Reata Rakes In $505M to Advance Development of Two Rare Disease Drugs

Reata Pharmaceuticals on Tuesday closed a stock sale, raising $505.1 million to advance the company’s two lead drug candidates to regulatory review.

Reata’s stock price jumped last week after the company announced its investigational drug, bardoxolone methyl (bard), met the main goal of a Phase 3 clinical trial testing it as a treatment for Alport syndrome, a rare kidney disorder. Based on those results, Reata (NASDAQ: RETA) plans to submit a new drug application to the FDA.
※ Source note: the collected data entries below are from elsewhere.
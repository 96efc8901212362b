//! Placeholder-to-real session ID reconciliation
//!
//! Runs exclusively after a "register old session" replay task succeeds.
//! Every dependent record, replay tasks still waiting in the queue and
//! requests still pending in the backlog alike, has its `session` reference
//! rewritten from the negative placeholder to the server-assigned ID, and
//! the replayed session itself is dropped from the pending collection.
//! Requests that reference the placeholder must never reach the wire after
//! this point, so reconciliation completes before the next task fires.

use serde_json::Value;

use crate::backlog::BacklogStore;
use crate::error::{Error, Result};
use crate::queue::ReplayTask;
use crate::store::PersistentStore;

/// What a reconciliation pass touched.
#[derive(Debug, Clone, Copy, PartialEq, Eq)]
pub struct ReconcileOutcome {
    /// Tasks later in the current replay plan that were rewritten
    pub rewritten_in_flight: usize,
    /// Pending backlog requests that were rewritten
    pub rewritten_pending: usize,
}

/// Extract the server-assigned session ID from a registration response body.
pub fn real_id_from_response(body: &str) -> Result<i64> {
    let value: Value = serde_json::from_str(body)?;
    value
        .get("id")
        .and_then(Value::as_i64)
        .ok_or_else(|| Error::Response(format!("missing integer `id` in session response: {}", body)))
}

/// Matching is textual: the placeholder may have been persisted as a number
/// or a string, and a record with no `session` key is left untouched.
pub(crate) fn session_ref_matches(value: &Value, placeholder_id: i64) -> bool {
    match value {
        Value::Number(n) => n.to_string() == placeholder_id.to_string(),
        Value::String(s) => *s == placeholder_id.to_string(),
        _ => false,
    }
}

/// Rewrite all dependents of a just-replayed session and remove it.
pub fn apply<S: PersistentStore>(
    in_flight: &mut [ReplayTask],
    backlog: &mut BacklogStore<S>,
    placeholder_id: i64,
    session_id: i64,
) -> ReconcileOutcome {
    let mut rewritten_in_flight = 0;
    for task in in_flight.iter_mut() {
        let matches = task
            .post_data
            .get("session")
            .map(|v| session_ref_matches(v, placeholder_id))
            .unwrap_or(false);
        if matches {
            task.post_data
                .insert("session".to_string(), Value::from(session_id));
            rewritten_in_flight += 1;
        }
    }

    let rewritten_pending = backlog.rewrite_session_refs(placeholder_id, session_id);
    backlog.remove_session(placeholder_id);

    if rewritten_in_flight == 0 && rewritten_pending == 0 {
        // not an error: the session simply had no dependent requests
        tracing::debug!(placeholder_id, "no queued records referenced the replayed session");
    } else {
        tracing::info!(
            placeholder_id,
            session_id,
            rewritten_in_flight,
            rewritten_pending,
            "reconciled placeholder session"
        );
    }

    ReconcileOutcome {
        rewritten_in_flight,
        rewritten_pending,
    }
}
//! Integration tests for the backlog service
//!
//! These drive the public API end to end: queue while "offline", persist
//! across a simulated restart, then replay against a scripted transport and
//! check ordering, reconciliation, and what remains on disk afterwards.

use std::collections::VecDeque;
use std::path::Path;
use std::sync::{Arc, Mutex};

use serde_json::{json, Map};

use backhaul::{
    ApiMethod, BacklogConfig, BacklogEvent, BacklogService, ClientInfo, Codec, Error, HttpMethod,
    PendingRequest, PersistentStore, RequestsDocument, SessionsDocument, SqliteStore, Transport,
    TransportRequest, REQUESTS_KEY, SESSIONS_KEY,
};

/// Scripted transport that hands out canned responses in order and records
/// everything sent through it.
#[derive(Clone)]
struct ScriptedTransport {
    responses: Arc<Mutex<VecDeque<backhaul::Result<String>>>>,
    sent: Arc<Mutex<Vec<TransportRequest>>>,
}

impl ScriptedTransport {
    fn new(responses: Vec<backhaul::Result<String>>) -> Self {
        ScriptedTransport {
            responses: Arc::new(Mutex::new(responses.into())),
            sent: Arc::new(Mutex::new(Vec::new())),
        }
    }

    fn sent(&self) -> Vec<TransportRequest> {
        self.sent.lock().unwrap().clone()
    }
}

#[async_trait::async_trait]
impl Transport for ScriptedTransport {
    async fn send(&self, request: &TransportRequest) -> backhaul::Result<String> {
        self.sent.lock().unwrap().push(request.clone());
        self.responses
            .lock()
            .unwrap()
            .pop_front()
            .unwrap_or_else(|| Err(Error::Transport("no canned response".to_string())))
    }
}

fn client() -> ClientInfo {
    ClientInfo {
        device_uuid: "device-uuid-1".to_string(),
        app_version: "2.3.0".to_string(),
    }
}

fn purchase(item: &str, amount: i64) -> PendingRequest {
    let mut post_data = Map::new();
    post_data.insert("item".to_string(), json!(item));
    post_data.insert("amount".to_string(), json!(amount));
    PendingRequest {
        method: ApiMethod::PurchaseItem,
        http_method: HttpMethod::Post,
        url: "https://hyperbees.dataspin.io/api/v1/purchase/".to_string(),
        post_data,
    }
}

fn read_documents(path: &Path) -> (SessionsDocument, RequestsDocument) {
    let store = SqliteStore::open(path).unwrap();
    let codec = Codec::legacy();
    let sessions = codec
        .decode(&store.get(SESSIONS_KEY).unwrap().unwrap())
        .unwrap();
    let requests = codec
        .decode(&store.get(REQUESTS_KEY).unwrap().unwrap())
        .unwrap();
    (sessions, requests)
}

#[tokio::test]
async fn test_offline_cycle_survives_restart_and_replays_in_order() {
    let dir = tempfile::tempdir().unwrap();
    let path = dir.path().join("backlog.db");

    // First run: offline. Open a session, queue two purchases, shut down.
    let placeholder = {
        let transport = ScriptedTransport::new(vec![]);
        let (service, handle, _events) = BacklogService::new(
            SqliteStore::open(&path).unwrap(),
            Codec::legacy(),
            transport,
            client(),
            &BacklogConfig::default(),
        );
        let worker = tokio::spawn(service.run());

        let placeholder = handle
            .open_offline_session(
                "https://hyperbees.dataspin.io/api/v1/register_old_session/".to_string(),
            )
            .await
            .unwrap();
        handle.track(purchase("coin_pack_10", 3)).unwrap();
        handle.track(purchase("gem_pouch", 1)).unwrap();
        handle.shutdown().unwrap();
        worker.await.unwrap().unwrap();
        placeholder
    };
    assert!(placeholder < 0);

    // The shutdown flush persisted everything, still placeholder-tagged.
    let (sessions, requests) = read_documents(&path);
    assert_eq!(sessions.sessions.len(), 1);
    assert_eq!(sessions.sessions[0].fake_id, placeholder);
    assert_eq!(requests.requests.len(), 2);
    assert_eq!(
        requests.requests[0].post_data["session"],
        json!(placeholder)
    );

    // Second run: connectivity is back. Replay everything.
    let transport = ScriptedTransport::new(vec![
        Ok(r#"{"id": 991}"#.to_string()),
        Ok("{}".to_string()),
        Ok("{}".to_string()),
    ]);
    let (service, handle, mut events) = BacklogService::new(
        SqliteStore::open(&path).unwrap(),
        Codec::legacy(),
        transport.clone(),
        client(),
        &BacklogConfig::default(),
    );
    let worker = tokio::spawn(service.run());
    handle.replay().unwrap();
    handle.shutdown().unwrap();
    worker.await.unwrap().unwrap();

    // Session registration first, then the requests in queue order, with
    // the placeholder rewritten to the server-assigned ID before they fire.
    let sent = transport.sent();
    assert_eq!(sent.len(), 3);
    assert!(sent[0].url.contains("register_old_session"));
    assert_eq!(sent[0].payload["end_user_device"], "device-uuid-1");
    assert_eq!(sent[0].payload["app_version"], "2.3.0");
    assert_eq!(sent[1].payload["item"], "coin_pack_10");
    assert_eq!(sent[1].payload["amount"], json!(3));
    assert_eq!(sent[1].payload["session"], json!(991));
    assert_eq!(sent[2].payload["item"], "gem_pouch");
    assert_eq!(sent[2].payload["session"], json!(991));

    assert_eq!(
        events.recv().await,
        Some(BacklogEvent::SessionReplayed {
            placeholder_id: placeholder,
            session_id: 991
        })
    );

    // Nothing pending on disk afterwards, and the pid counter kept its
    // position so future pids stay unique.
    let (sessions, requests) = read_documents(&path);
    assert!(sessions.sessions.is_empty());
    assert!(requests.requests.is_empty());
    assert_eq!(sessions.last_pid, -1);
}

#[tokio::test]
async fn test_failed_replay_leaves_records_for_the_next_attempt() {
    let dir = tempfile::tempdir().unwrap();
    let path = dir.path().join("backlog.db");

    let transport = ScriptedTransport::new(vec![
        Err(Error::Transport("API error (502): bad gateway".to_string())),
        Ok("{}".to_string()),
    ]);
    let (service, handle, mut events) = BacklogService::new(
        SqliteStore::open(&path).unwrap(),
        Codec::legacy(),
        transport,
        client(),
        &BacklogConfig::default(),
    );
    let worker = tokio::spawn(service.run());

    handle.set_live_session(77, 0.0).unwrap();
    handle.track(purchase("a", 1)).unwrap();
    handle.track(purchase("b", 1)).unwrap();
    handle.replay().unwrap();
    handle.shutdown().unwrap();
    worker.await.unwrap().unwrap();

    match events.recv().await.unwrap() {
        BacklogEvent::TaskFailed { task_pid, reason } => {
            assert_eq!(task_pid, 1);
            assert!(reason.contains("502"));
        }
        other => panic!("unexpected event: {:?}", other),
    }
    assert!(matches!(
        events.recv().await,
        Some(BacklogEvent::RequestReplayed { task_pid: 0 })
    ));

    // The failed record is the only one left on disk.
    let (_, requests) = read_documents(&path);
    assert_eq!(requests.requests.len(), 1);
    assert_eq!(requests.requests[0].task_pid, 1);
    assert_eq!(requests.requests[0].post_data["item"], "a");
}

#[tokio::test]
async fn test_corrupted_backlog_resets_and_keeps_serving() {
    let dir = tempfile::tempdir().unwrap();
    let path = dir.path().join("backlog.db");

    {
        let mut store = SqliteStore::open(&path).unwrap();
        store.set(SESSIONS_KEY, "not base64 ciphertext at all").unwrap();
    }

    let transport = ScriptedTransport::new(vec![Ok("{}".to_string())]);
    let (service, handle, mut events) = BacklogService::new(
        SqliteStore::open(&path).unwrap(),
        Codec::legacy(),
        transport.clone(),
        client(),
        &BacklogConfig::default(),
    );
    let worker = tokio::spawn(service.run());

    // Queue and replay to prove the service recovered into a working state.
    handle.set_live_session(5, 0.0).unwrap();
    handle.track(purchase("a", 1)).unwrap();
    handle.replay().unwrap();
    handle.shutdown().unwrap();
    worker.await.unwrap().unwrap();

    match events.recv().await.unwrap() {
        BacklogEvent::BacklogCorrupted { key, .. } => assert_eq!(key, SESSIONS_KEY),
        other => panic!("unexpected event: {:?}", other),
    }
    assert!(matches!(
        events.recv().await,
        Some(BacklogEvent::RequestReplayed { .. })
    ));
    assert_eq!(transport.sent().len(), 1);

    // The corrupted document was replaced by a valid empty one.
    let (sessions, _) = read_documents(&path);
    assert!(sessions.sessions.is_empty());
}

#[tokio::test]
async fn test_legacy_encrypted_document_is_readable() {
    // A requests document produced by an older client: AES-128-ECB with the
    // embedded key, PKCS7 padding, base64. The codec must keep decoding it.
    let dir = tempfile::tempdir().unwrap();
    let path = dir.path().join("backlog.db");

    let legacy_doc = RequestsDocument {
        requests: vec![backhaul::QueuedRequest {
            url: "https://hyperbees.dataspin.io/api/v1/register_event/".to_string(),
            dataspin_method: ApiMethod::RegisterEvent,
            http_method: HttpMethod::Post,
            post_data: {
                let mut m = Map::new();
                m.insert("event".to_string(), json!("level_up"));
                m.insert("session".to_string(), json!(-4821));
                m
            },
            task_pid: 0,
        }],
    };
    {
        let mut store = SqliteStore::open(&path).unwrap();
        let blob = Codec::legacy().encode(&legacy_doc).unwrap();
        store.set(REQUESTS_KEY, &blob).unwrap();
    }

    let transport = ScriptedTransport::new(vec![Ok("{}".to_string())]);
    let (service, handle, mut events) = BacklogService::new(
        SqliteStore::open(&path).unwrap(),
        Codec::legacy(),
        transport.clone(),
        client(),
        &BacklogConfig::default(),
    );
    let worker = tokio::spawn(service.run());
    handle.replay().unwrap();
    handle.shutdown().unwrap();
    worker.await.unwrap().unwrap();

    assert!(matches!(
        events.recv().await,
        Some(BacklogEvent::RequestReplayed { task_pid: 0 })
    ));
    let sent = transport.sent();
    assert_eq!(sent.len(), 1);
    assert_eq!(sent[0].payload["event"], "level_up");
}
//! Logging infrastructure for backhaul
//!
//! Logs are written to `~/.local/state/backhaul/backhaul.log` following XDG standards.

use crate::config::{Config, LoggingConfig};
use std::path::PathBuf;
use tracing_appender::rolling::{RollingFileAppender, Rotation};
use tracing_subscriber::{
    fmt::{self, format::FmtSpan},
    layer::SubscriberExt,
    util::SubscriberInitExt,
    EnvFilter,
};

/// Initialize the logging system
///
/// Sets up tracing with:
/// - File output to XDG state directory
/// - Log rotation
/// - Configurable log level via config or RUST_LOG env var
pub fn init(config: &LoggingConfig) -> crate::error::Result<LoggingGuard> {
    let log_dir = Config::state_dir();

    std::fs::create_dir_all(&log_dir)?;

    // Daily rotation; embedding hosts keep the guard for process lifetime
    let file_appender = RollingFileAppender::new(Rotation::DAILY, &log_dir, "backhaul.log");

    let (non_blocking, guard) = tracing_appender::non_blocking(file_appender);

    // RUST_LOG wins over the configured level
    let filter =
        EnvFilter::try_from_default_env().unwrap_or_else(|_| EnvFilter::new(&config.level));

    let file_layer = fmt::layer()
        .with_writer(non_blocking)
        .with_ansi(false)
        .with_target(true)
        .with_thread_ids(true)
        .with_file(true)
        .with_line_number(true);

    tracing_subscriber::registry()
        .with(filter)
        .with(file_layer)
        .init();

    tracing::info!(
        log_dir = %log_dir.display(),
        level = %config.level,
        "Logging initialized"
    );

    Ok(LoggingGuard { _guard: guard })
}

/// Initialize logging for tests (logs to stdout)
pub fn init_test() {
    let _ = tracing_subscriber::fmt()
        .with_env_filter(EnvFilter::from_default_env())
        .with_test_writer()
        .with_span_events(FmtSpan::CLOSE)
        .try_init();
}

/// Guard that keeps the logging system alive
///
/// When dropped, flushes any pending log writes.
pub struct LoggingGuard {
    _guard: tracing_appender::non_blocking::WorkerGuard,
}

/// Returns the log file path
pub fn log_file_path() -> PathBuf {
    Config::log_path()
}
The company also reported positive results in October for a second drug, omaveloxolone, which is being tested as a treatment for Friedrich’s ataxia, a rare mitochondrial disorder. The funds also will help Reata prepare a new drug application for omaveloxolone.

Both bardoxolone and omaveloxolone target Nrf2, a transcription factor called that helps regulate vital biological processes, including mitochondrial function. Nrf2 also helps reduce oxidative stress and inhibits pro-inflammatory signaling, according to the company.

Besides supporting the two lead drugs, the new Reata will use the new funds to pay AbbeVie (NYSE: ABBV) as part of the $330 million deal that brought bardoxolone to the Texas company. Reata made an upfront payment of $75 million earlier this year and will pay the remainder in installments in the second quarter of 2020 and in the fourth quarter of 2021.

While AbbVie is not eligible to receive royalties on barboxolone, Reata will pay the company low single-digit, tiered royalties from sales of omaveloxolone, and potentially other next-generation Nrf2 activators, should they reach the market.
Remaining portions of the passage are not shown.